Best Of 2012: Fashion

To conclude our Year in Review coverage, Youth Advisory Board member Emily Smucker looks back at the top fashion of 2012. Many of the trends we saw this past year are modern updates of past styles and like Emily, we hope many of these fashion trends are still in style in 2013!

Best of 2012: Fashon

Fashions come and go, and the things that get us excited this year may have us laughing in twenty five years. However, we had some stellar fashions in 2012. This is a list of the best fashion trends of the year, trends which are so lovely that I predict that even if they fall out of fashion, you might as well keep the items in your closet because you can be sure they’ll come back in style someday.

Lace

Lace ClothingOf all the trends this year, lace is the one I can get behind 100%. In and of itself, lace is pretty, feminine, and delicate.

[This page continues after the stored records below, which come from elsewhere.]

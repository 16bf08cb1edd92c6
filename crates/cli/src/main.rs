// reqsync CLI - headless requirements reconciliation
//
// parse:  one document or archive to JSON records + stats
// info:   quick document summary
// recon:  master + N supplier documents to a reconciliation report

use std::path::PathBuf;
use std::process::ExitCode;

use clap::{Parser, Subcommand};

use reqsync_recon::StatusHarmonizer;
use reqsync_reqif::parser::{info, parse_document};

pub const EXIT_SUCCESS: u8 = 0;
pub const EXIT_ERROR: u8 = 1;
pub const EXIT_USAGE: u8 = 2;

#[derive(Parser)]
#[command(name = "reqsync")]
#[command(about = "Requirements-interchange parsing and supplier reconciliation")]
#[command(version)]
struct Cli {
    #[command(subcommand)]
    command: Commands,
}

#[derive(Subcommand)]
enum Commands {
    /// Parse a requirements document or archive into JSON records
    #[command(after_help = "\
Examples:
  reqsync parse master.reqif
  reqsync parse delivery.reqifz --stats")]
    Parse {
        /// Input document (.reqif or .reqifz)
        input: PathBuf,

        /// Include parse diagnostics in the output
        #[arg(long)]
        stats: bool,
    },

    /// Print summary information about a document
    Info {
        /// Input document (.reqif or .reqifz)
        input: PathBuf,
    },

    /// Reconcile supplier responses against a master specification
    #[command(after_help = "\
Examples:
  reqsync recon --master master.reqif --supplier acme=acme.reqifz --supplier globex=globex.reqif
  reqsync recon --master master.reqif --supplier acme=a.reqif --mappings vocab.toml")]
    Recon {
        /// Master specification document
        #[arg(long)]
        master: PathBuf,

        /// Supplier response as NAME=FILE. Repeatable.
        #[arg(long = "supplier", value_name = "NAME=FILE")]
        suppliers: Vec<String>,

        /// TOML file with per-supplier status mapping tables
        #[arg(long)]
        mappings: Option<PathBuf>,
    },
}

fn main() -> ExitCode {
    let cli = Cli::parse();
    let result = match cli.command {
        Commands::Parse { input, stats } => cmd_parse(&input, stats),
        Commands::Info { input } => cmd_info(&input),
        Commands::Recon {
            master,
            suppliers,
            mappings,
        } => cmd_recon(&master, &suppliers, mappings.as_deref()),
    };

    match result {
        Ok(()) => ExitCode::from(EXIT_SUCCESS),
        Err(CliError::Usage(message)) => {
            eprintln!("reqsync: {message}");
            ExitCode::from(EXIT_USAGE)
        }
        Err(CliError::Runtime(message)) => {
            eprintln!("reqsync: {message}");
            ExitCode::from(EXIT_ERROR)
        }
    }
}

enum CliError {
    Usage(String),
    Runtime(String),
}

impl<E: std::error::Error> From<E> for CliError {
    fn from(err: E) -> Self {
        Self::Runtime(err.to_string())
    }
}

fn print_json<T: serde::Serialize>(value: &T) -> Result<(), CliError> {
    println!("{}", serde_json::to_string_pretty(value)?);
    Ok(())
}

fn cmd_parse(input: &std::path::Path, stats: bool) -> Result<(), CliError> {
    let outcome = parse_document(input)?;
    if stats {
        print_json(&outcome)
    } else {
        print_json(&outcome.records)
    }
}

fn cmd_info(input: &std::path::Path) -> Result<(), CliError> {
    let document_info = info(input)?;
    print_json(&document_info)
}

fn cmd_recon(
    master: &std::path::Path,
    supplier_args: &[String],
    mappings: Option<&std::path::Path>,
) -> Result<(), CliError> {
    if supplier_args.is_empty() {
        return Err(CliError::Usage(
            "at least one --supplier NAME=FILE is required".into(),
        ));
    }

    let mut harmonizer = StatusHarmonizer::new();
    if let Some(path) = mappings {
        let content = std::fs::read_to_string(path)?;
        harmonizer.load_overrides_toml(&content)?;
    }

    let master_outcome = parse_document(master)?;

    let mut suppliers = Vec::new();
    for arg in supplier_args {
        let Some((name, file)) = parse_supplier_arg(arg) else {
            return Err(CliError::Usage(format!(
                "supplier '{arg}' is not in NAME=FILE form"
            )));
        };
        let outcome = parse_document(std::path::Path::new(file))?;
        suppliers.push((name.to_string(), outcome.records));
    }

    let report = reqsync_recon::run(&master_outcome.records, &suppliers, &mut harmonizer);
    print_json(&report)
}

/// Split a `NAME=FILE` supplier argument. Only the first `=` separates;
/// file names may contain more.
fn parse_supplier_arg(arg: &str) -> Option<(&str, &str)> {
    let (name, file) = arg.split_once('=')?;
    if name.is_empty() || file.is_empty() {
        return None;
    }
    Some((name, file))
}

#[cfg(test)]
mod tests {
    use super::*;

    #[test]
    fn supplier_arg_forms() {
        assert_eq!(
            parse_supplier_arg("acme=responses/acme.reqifz"),
            Some(("acme", "responses/acme.reqifz"))
        );
        assert_eq!(
            parse_supplier_arg("acme=weird=name.reqif"),
            Some(("acme", "weird=name.reqif"))
        );
        assert_eq!(parse_supplier_arg("no-separator"), None);
        assert_eq!(parse_supplier_arg("=file.reqif"), None);
        assert_eq!(parse_supplier_arg("acme="), None);
    }
}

However, lace can also be edgy when paired with the right things. But most of all, lace is a classic. It has been around for centuries. As such, many of the items we snatch up today can be worn for years and years without looking dated.

Color blocking

Everyone was color blocking this year, and I loved it. I love the creativity, the eye-popping colors, and the way it encourages people to pair things up which they normally wouldn’t pair up, expanding the options in their wardrobe. However, problems do arrive when people start color-blocking colors that look terrible together.

GlitterGlitter Clothes

A year and a half ago, I found a pair of glittery flip-flops at a thrift store, and loved them so much I desperately hoped glitter would come in style so I could stock up on more glittery items. What do you know, it did! This trend is obviously not for everyone, but those who can pull it off should definitely be stocking up. Too much glitter looks cheap, but having one article…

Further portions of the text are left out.